• Psychiatr. Clin. North Am. · Sep 2002

    Post-termination sexual boundary violations.

    • Glen O Gabbard.
    • Baylor Psychiatry Clinic, Baylor College of Medicine, Houston-Galveston Psychoanalytic Institute, Houston, TX, USA. ggabbard@bcm.tmc.edu
    • Psychiatr. Clin. North Am. 2002 Sep 1; 25 (3): 593-603.

    AbstractIn this essay, the author has focused on the rationale for an absolute prohibition of sexual contact between psychiatrists and former patients. The role of an ethics code is to proscribe professional misconduct that may have the potential to harm the patient. Because we know that in many cases of psychiatrist-patient sex there is serious exploitation of the patient's vulnerability, we have clear prohibitions against sexual relations between a current patient and his or her psychiatrist. The same considerations apply to former patients. The transference (and countertransference) feelings established in the relationship persist well beyond termination.

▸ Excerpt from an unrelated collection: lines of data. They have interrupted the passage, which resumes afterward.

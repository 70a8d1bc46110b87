//! Core types for the storage growth simulator.
//!
//! This crate holds everything the engine and the state store share:
//!
//! - [`SimError`], the error taxonomy every operation reports through
//! - [`ServerProfile`] / [`ServerType`], who is being simulated
//! - [`DatabaseState`] / [`TableState`] / [`ServerState`], the persisted state
//! - [`PatternLibrary`], the closed catalog of growth patterns
//! - [`BaselineTemplate`], [`TablePattern`], [`AnomalyOverride`], the
//!   per-server-type and per-database configuration records
//! - [`Snapshot`] / [`AutogrowthEvent`], the output records
//! - [`RandomSource`], the single injectable source of randomness
//! - [`SimulatorConfig`], the YAML configuration tying these together
//!
//! # Example
//!
//! ```rust
//! use growth_core::{GrowthPatternKind, SimulatorConfig};
//!
//! let config = SimulatorConfig::builtin().unwrap();
//! let library = config.pattern_library().unwrap();
//! let stable = library.get(GrowthPatternKind::Stable).unwrap();
//! assert!(stable.cleanup_probability > 0.0);
//! ```

pub mod config;
pub mod error;
pub mod pattern;
pub mod random;
pub mod range;
pub mod records;
pub mod server;
pub mod state;
pub mod template;

pub use config::{parse_server_range, SimulatorConfig, BUILTIN_CONFIG_YAML};
pub use error::{Result, SimError};
pub use pattern::{GrowthPatternKind, GrowthPatternSpec, PatternLibrary};
pub use random::{derive_seed, RandomSource, ScriptedRandom, SeededRandom};
pub use range::{CountRange, FloatRange};
pub use records::{
    mb_to_gb, round3, AutogrowthBatch, AutogrowthEvent, FileType, IoStats, PeriodKind,
    SimulationPeriod, SizeStats, Snapshot, TableSnapshot,
};
pub use server::{database_key, ServerProfile, ServerType};
pub use state::{table_size_mb, DatabaseState, ServerState, TableState};
pub use template::{
    AnomalyOverride, AutogrowthRule, BaselineTemplate, FileAdditionPolicy, GrowthIncrement,
    PatternAssignment, TablePattern, WorkloadShape,
};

Even in the absence of a treatment that acknowledges the existence of transference, a power differential is unmistakable because of the fiduciary nature of the relationship. Moreover, the therapeutic relationship is effective because it will never be anything but a treatment relationship. The possibility of a future sexual affair between psychiatrist and patient erodes the conditions necessary for effective psychiatric therapy. Finally, most patients will feel the need to return to treatment at some point in the future, and the psychiatrist needs to preserve that potential as part of the duty to the patient. For all of these reasons, the current position of the APA on an absolute prohibition against sex with former patients is a sound and sensible one.